Kinshasa : les conducteurs déclenchent une grève

Grève des chauffeurs des taxis à Kinshasa

Pour exprimer leur courroux contre les tracasseries routières, couplées des embouteillages, les conducteurs de bus et taxis ont décidé de ne pas travailler ce lundi 29 Juillet 2024, entamant ainsi une grève non précisée en termes des jours.

 

Cette situation a fortement paralysé la ville de Kinshasa, entravant ainsi une panoplie de personnes, en l’occurrence : travailleurs, universitaires, vendeurs et autres, à vaquer librement à leurs occupations quotidiennes.

 

« Nous sommes fatigués de tout ce qui se passe dans notre ville, surtout du point de vue de transport.

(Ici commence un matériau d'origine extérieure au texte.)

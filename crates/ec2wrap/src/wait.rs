//! Bounded fixed-interval polling.
//!
//! Provides a generic wait for a resource to reach a state, checking at a
//! constant interval for at most `max_attempts` checks.

use crate::error::{ResourceError, Result};
use backon::{BackoffBuilder, ConstantBuilder};
use ec2wrap_common::defaults::{DEFAULT_BOOT_MAX_ATTEMPTS, DEFAULT_BOOT_POLL_SECS};
use std::future::Future;
use std::time::Duration;
use tracing::{debug, warn};

/// Configuration for bounded polling.
#[derive(Debug, Clone, PartialEq, Eq)]
pub struct WaitConfig {
    /// Delay between checks
    pub interval: Duration,
    /// Maximum number of checks before giving up
    pub max_attempts: u32,
}

impl Default for WaitConfig {
    fn default() -> Self {
        Self {
            interval: Duration::from_secs(DEFAULT_BOOT_POLL_SECS),
            max_attempts: DEFAULT_BOOT_MAX_ATTEMPTS,
        }
    }
}

impl WaitConfig {
    pub fn with_interval(mut self, interval: Duration) -> Self {
        self.interval = interval;
        self
    }

    pub fn with_max_attempts(mut self, max_attempts: u32) -> Self {
        self.max_attempts = max_attempts;
        self
    }
}

/// Poll `check` until it returns `Ok(Some(value))`.
///
/// # Returns
/// * `Ok(value)` - condition met, with the value the last check produced
/// * `Err(ResourceError::Timeout)` - `max_attempts` checks all returned `Ok(None)`
/// * `Err` - the check itself failed
pub async fn wait_until<T, F, Fut>(config: &WaitConfig, what: &str, mut check: F) -> Result<T>
where
    F: FnMut() -> Fut,
    Fut: Future<Output = Result<Option<T>>>,
{
    let mut delays = ConstantBuilder::default()
        .with_delay(config.interval)
        .with_max_times(config.max_attempts.saturating_sub(1) as usize)
        .build();

    let mut attempts = 0u32;
    while attempts < config.max_attempts {
        attempts += 1;

        match check().await {
            Ok(Some(value)) => {
                debug!(resource = %what, attempts, "Condition met");
                return Ok(value);
            }
            Ok(None) => {
                if let Some(delay) = delays.next() {
                    debug!(
                        resource = %what,
                        attempt = attempts,
                        delay_ms = delay.as_millis(),
                        "Not ready, polling again"
                    );
                    tokio::time::sleep(delay).await;
                }
            }
            Err(e) => {
                warn!(resource = %what, error = %e, "Check failed while waiting");
                return Err(e);
            }
        }
    }

    warn!(resource = %what, attempts, "Gave up waiting");
    Err(ResourceError::Timeout {
        what: what.to_string(),
        attempts,
    })
}
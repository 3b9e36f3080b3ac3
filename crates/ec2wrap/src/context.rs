//! Shared AWS configuration context
//!
//! Provides `AwsContext` for loading AWS SDK configuration once and
//! creating the EC2 and STS clients from the same config.

use aws_config::{BehaviorVersion, Region, SdkConfig};
use std::sync::Arc;

/// Shared AWS configuration context for creating service clients.
///
/// # Example
/// ```ignore
/// let aws = AwsContext::new("us-east-2").await;
/// let connector = Ec2Connector::from_context(&aws, Settings::from_env()?).await?;
/// ```
#[derive(Clone)]
pub struct AwsContext {
    config: Arc<SdkConfig>,
    region: String,
}

impl AwsContext {
    /// Load AWS configuration for the specified region.
    ///
    /// Credentials come from the default provider chain (environment,
    /// config files, instance roles).
    pub async fn new(region: &str) -> Self {
        let config = aws_config::defaults(BehaviorVersion::latest())
            .region(Region::new(region.to_string()))
            .load()
            .await;

        Self {
            config: Arc::new(config),
            region: region.to_string(),
        }
    }

    /// Get the underlying SDK config for direct client construction.
    pub fn sdk_config(&self) -> &SdkConfig {
        &self.config
    }

    /// Get the region string.
    pub fn region(&self) -> &str {
        &self.region
    }

    /// Create an EC2 client from this context.
    pub fn ec2_client(&self) -> aws_sdk_ec2::Client {
        aws_sdk_ec2::Client::new(self.sdk_config())
    }

    /// Create an STS client from this context.
    pub fn sts_client(&self) -> aws_sdk_sts::Client {
        aws_sdk_sts::Client::new(self.sdk_config())
    }
}

impl std::fmt::Debug for AwsContext {
    fn fmt(&self, f: &mut std::fmt::Formatter<'_>) -> std::fmt::Result {
        f.debug_struct("AwsContext")
            .field("region", &self.region)
            .finish_non_exhaustive()
    }
}
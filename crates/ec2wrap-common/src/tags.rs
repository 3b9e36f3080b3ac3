//! Tag keys and filter helpers

/// Tag key EC2 consoles display as the resource name
pub const NAME_TAG: &str = "Name";

/// Prefix EC2 uses for tag filters (`tag:<key>`)
pub const TAG_FILTER_PREFIX: &str = "tag:";

/// Build the describe-filter name matching a tag key.
pub fn tag_filter_key(name: &str) -> String {
    format!("{}{}", TAG_FILTER_PREFIX, name)
}
//! Create options: an ordered string key/value map

use std::collections::BTreeMap;

/// Key/value options read by `create()`.
///
/// Each kind reads the keys in [`ec2wrap_common::options`] that apply to it
/// and ignores the rest.
#[derive(Debug, Clone, Default, PartialEq, Eq)]
pub struct CreateOptions(BTreeMap<String, String>);

impl CreateOptions {
    pub fn new() -> Self {
        Self::default()
    }

    /// Add an option (builder style)
    pub fn with(mut self, key: impl Into<String>, value: impl Into<String>) -> Self {
        self.0.insert(key.into(), value.into());
        self
    }

    pub fn get(&self, key: &str) -> Option<&str> {
        self.0.get(key).map(String::as_str)
    }

    /// Trimmed value of `key`, treating blank values as absent
    pub fn non_blank(&self, key: &str) -> Option<String> {
        self.get(key)
            .map(str::trim)
            .filter(|value| !value.is_empty())
            .map(str::to_string)
    }

    /// First non-blank value among `keys`, in the order given
    pub fn first_non_blank(&self, keys: &[&str]) -> Option<String> {
        keys.iter().find_map(|key| self.non_blank(key))
    }

    pub fn contains(&self, key: &str) -> bool {
        self.0.contains_key(key)
    }
}

impl<K: Into<String>, V: Into<String>> FromIterator<(K, V)> for CreateOptions {
    fn from_iter<I: IntoIterator<Item = (K, V)>>(iter: I) -> Self {
        Self(
            iter.into_iter()
                .map(|(k, v)| (k.into(), v.into()))
                .collect(),
        )
    }
}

Les policiers de la circulation routière nous maltraitent comme pas possible. On doit finir avec les tracasseries et tout ce qui y va avec », a déclaré un chauffeur qui a requis l’anonymat.

 

Contacté par votre média, le président de l’association des chauffeurs du Congo (ACCO), Jean Mutombo a tenu à préciser que l’initiative n’émane pas de l’organisation dont il est à la tête. Pour lui, ladite grève, serait l’initiative des chauffeurs de bus et taxis.

 

« L’ACCO n’a pas lancé ce mouvement de grève. Pour avoir grève, nous commençons par les pourparlers avec les autorités de la ville et deuxièmement, nous lançons des communiqués dans des radios et télévisions. Je suis descendu sur le terrain le vendredi pour demander de quoi il s’agit, il y a certains chauffeurs de taxi bus, la plupart d’ailleurs, qui se plaignent en disant qu’il y a tracasseries sur les routes publiques, il y a des embouteillages, il n’y a pas de routes, le carburant coûte cher et le contrôle de la division urbaine pour faire respecter l’arrêté tarifaire fixant les prix de transport à Kinshasa ».

 

Il sied d’indiquer que la grève des chauffeurs à Kinshasa a des répercussions économiques significatives, renseigne un expert.  En dépit du fait que les estimations exactes des pertes financières ne soient pas chiffrées, les impacts restent tout de même considérables.

 

En guise d’illustration, la grève des chauffeurs en juin 2023 a provoqué une paralysie partielle de la ville, obligeant des milliers de Kinois à payer jusqu’à trois fois le tarif normal pour les transports disponibles. 

 

En réponse, à l’époque, des mesures comme l’augmentation du nombre de bus par l’entreprise publique TRANSCO ont été mises en place pour atténuer l’impact, bien que cela ne compense pas entièrement les pertes économiques subies par la ville. Toutefois, la grève déclenchée ce lundi intervient dans un contexte particulier, marqué par l’absence de bus des Transco dont les travailleurs sont également en grève. Une situation très difficile pour contenir le mouvement des habitants de la capitale.